The tagline probably got a lot of people's attention ("Golden Girls meets The Expanse with a side of Babylon Five") and I don't think it's accurate. The only thing it has in common with The Golden Girls is that most of the major characters are older women. The youngest is in her 40s and most are over 60. There's no real humor except (very rarely) a sardonic line here or there - which is fine, it's not that kind of book. But if you're looking for a cozy read with a heavy focus on friendship, or anything in the realm of comedy, this is not that book! It's action-focused, with a lot of political intrigue. The characters are definitely interesting people, but it isn't a character-driven story. There's almost no one-on-one interpersonal drama of any kind. There are some nice friendship moments as the story progresses, and a very light romantic side plot, but neither of those are given too much attention.

I'm not too familiar with The Expanse, having only read the first book, but this book didn't feel too much like that one.
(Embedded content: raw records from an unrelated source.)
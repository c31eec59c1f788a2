//! Declares core types for [`BackyardCuckoo`].
use crate::bins::Bins;
use crate::detector::CycleDetector;
use crate::hashing::TornadoHash;
use crate::queue::ConstantTimeQueue;
use backyard_core::{HashFunction, Item};

/// Dictionary based on backyard cuckoo hashing.
///
/// # Guarantees
///
/// - O(1) worst-case lookups and removals: one bin, two table slots and `2 * k` queue probes.
/// - O(1) amortized insertions: every insertion performs at most a fixed number of placement steps
///   and leaves unfinished work in the queue for the following insertions. Occasional rebuilds of
///   the queue or the cycle detector make individual calls slower.
///
/// # Notes
///
/// - An item whose placement could not be finished stays in the queue until later insertions get
///   to it. It is present for all purposes in the meantime, but if no further insertions happen it
///   may stay there indefinitely.
///
/// # Examples
///
/// ```rust
/// use backyard::engine::{BackyardCuckoo, Config};
///
/// let mut dictionary = BackyardCuckoo::<u32>::new(&Config::default(), 42).unwrap();
/// dictionary.insert(42).unwrap();
/// dictionary.insert(13).unwrap();
///
/// assert!(dictionary.contains(&42));
/// assert!(dictionary.remove(&42));
/// assert!(!dictionary.contains(&42));
/// assert_eq!(dictionary.len(), 1);
/// ```
#[derive(Debug, Clone)]
pub struct BackyardCuckoo<T, H = TornadoHash> {
    pub(super) bins: Bins<T, H>,
    pub(super) tables: [Box<[Option<T>]>; 2],
    pub(super) table_hashers: [H; 2],
    pub(super) queue: ConstantTimeQueue<(T, bool)>,
    pub(super) detector: CycleDetector<(T, bool)>,
    pub(super) insert_iterations: usize,
    pub(super) len: usize,
}

/// Where an item is stored.
#[derive(Debug, Clone, Copy, PartialEq, Eq)]
pub enum Location {
    Bin,
    /// One of the two cuckoo tables, by index.
    CuckooTable(usize),
    /// The queue, with the tag of the table the item is going to try next.
    Queue(bool),
}

/// Number of items held by each of the structures.
#[derive(Debug, Default, Clone, Copy, PartialEq, Eq)]
pub struct Occupancy {
    pub bins: usize,
    pub cuckoo_tables: usize,
    pub queue: usize,
    /// Pairs recorded by the current eviction chain.
    pub detector: usize,
}

impl<T: Item, H: HashFunction> BackyardCuckoo<T, H> {
    #[inline]
    pub(super) fn table_slot(&self, table: usize, item: &T) -> usize {
        self.table_hashers[table].hash(item) as usize
    }

    #[inline]
    pub(super) fn table_holds(&self, table: usize, item: &T) -> bool {
        self.tables[table][self.table_slot(table, item)].as_ref() == Some(item)
    }

    /// Get every location that holds the `item`, in lookup order.
    ///
    /// For a consistent dictionary the result has at most one element.
    pub fn locations(&self, item: &T) -> Vec<Location> {
        let mut locations = Vec::new();
        if self.bins.contains(item) {
            locations.push(Location::Bin);
        }
        for table in 0..2 {
            if self.table_holds(table, item) {
                locations.push(Location::CuckooTable(table));
            }
        }
        for tag in [true, false] {
            if self.queue.contains(&(*item, tag)) {
                locations.push(Location::Queue(tag));
            }
        }
        locations
    }

    /// Get the location of the `item`, if it is present.
    pub fn location(&self, item: &T) -> Option<Location> {
        self.locations(item).first().copied()
    }

    /// Get the number of items held by each structure.
    pub fn occupancy(&self) -> Occupancy {
        Occupancy {
            bins: self.bins.len(),
            cuckoo_tables: self.len - self.bins.len() - self.queue.len(),
            queue: self.queue.len(),
            detector: self.detector.len(),
        }
    }

    /// Get the number of present items.
    pub fn len(&self) -> usize {
        self.len
    }

    pub fn is_empty(&self) -> bool {
        self.len == 0
    }

    /// Size of each of the two cuckoo tables.
    pub fn cuckoo_table_size(&self) -> usize {
        self.tables[0].len()
    }
}
use rand::Rng;

/// Pool of large primes the Carter-Wegman family draws its modulus from.
///
/// All of them are below `2 ** 57`, so that `a * (x mod p) + b` always fits into `u128`.
pub const LARGE_PRIMES: [u64; 10] = [
    96_249_602_706_718_843,
    16_195_944_769_656_221,
    61_243_980_399_666_923,
    91_165_090_352_484_931,
    70_653_361_301_029_763,
    17_239_878_924_401_069,
    26_263_798_480_984_763,
    34_752_750_108_724_387,
    78_183_116_390_846_231,
    99_471_240_469_200_793,
];

/// Pick one of the [`LARGE_PRIMES`] uniformly at random.
#[inline]
pub fn sample_prime<R: Rng>(rng: &mut R) -> u64 {
    LARGE_PRIMES[rng.random_range(0..LARGE_PRIMES.len())]
}

/// Number of lookup tables used by the tornado hash - one per byte of a 64-bit word.
pub const NUM_TORNADO_TABLES: usize = 8;

/// Number of entries in each tornado lookup table - one per byte value.
pub const TORNADO_TABLE_SIZE: usize = 256;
I do see the influence of Babylon Five, though. There are a lot of important characters and several important factions, all with different motivations and goals. Some of the battle scenes also reminded me strongly of Battlestar Galactica (2004). I also see the author has written a Shadowrun campaign and that definitely makes sense, because Shadowrun was in my mind during certain moments (there isn't anything fantasy-oriented going on, though).

The premise: a few centuries before the story begins, humans had to flee Earth and founded colonies on extra-solar planets. These colonies are loosely linked to current cultures, and all of the action in this book takes place in Ileri space, where people's ancestors are from Nigeria (again, loosely). And there's trouble on the station, beginning with a massacre. Somehow, I thought this would be a mystery novel with a sci-fi setting; while the characters do solve the mystery over the course of the story, the situation surrounding it is more important than the actual crime. I found that plot thread a little unsatisfying, although you do learn who did it and why.

There really are a lot of major characters, enough that it was difficult to keep track of them. The point-of-view characters are all multifaceted people with strengths and flaws. Their main common trait is competence in their fields. I had the most affection for Noo, a private investigator in her 60s. She seems like the main character (although the book does not really have one). Her motivations were clear and easiest for me to understand. I very much appreciated that all of these characters are competent and tough and some are like action-movie heroines, but the author also allows them to be vulnerable without ever writing them as weak. Their hands shake from adrenaline overload, their muscles ache after fights, and so on, yet I never thought they were about to fall apart. It read as realistic to me.

Overall, I did enjoy this book, but certain aspects of it were challenging for me. The worldbuilding is very good, but somewhat complicated. There are a lot of action scenes, and they're exciting, but this amount of action scenes is not really to my taste as a reader. All of the point-of-view characters are important and I see how everything contributed to the whole, but there are just so many. It took me a few minutes every time to reorient myself for the different characters' chapters or sections.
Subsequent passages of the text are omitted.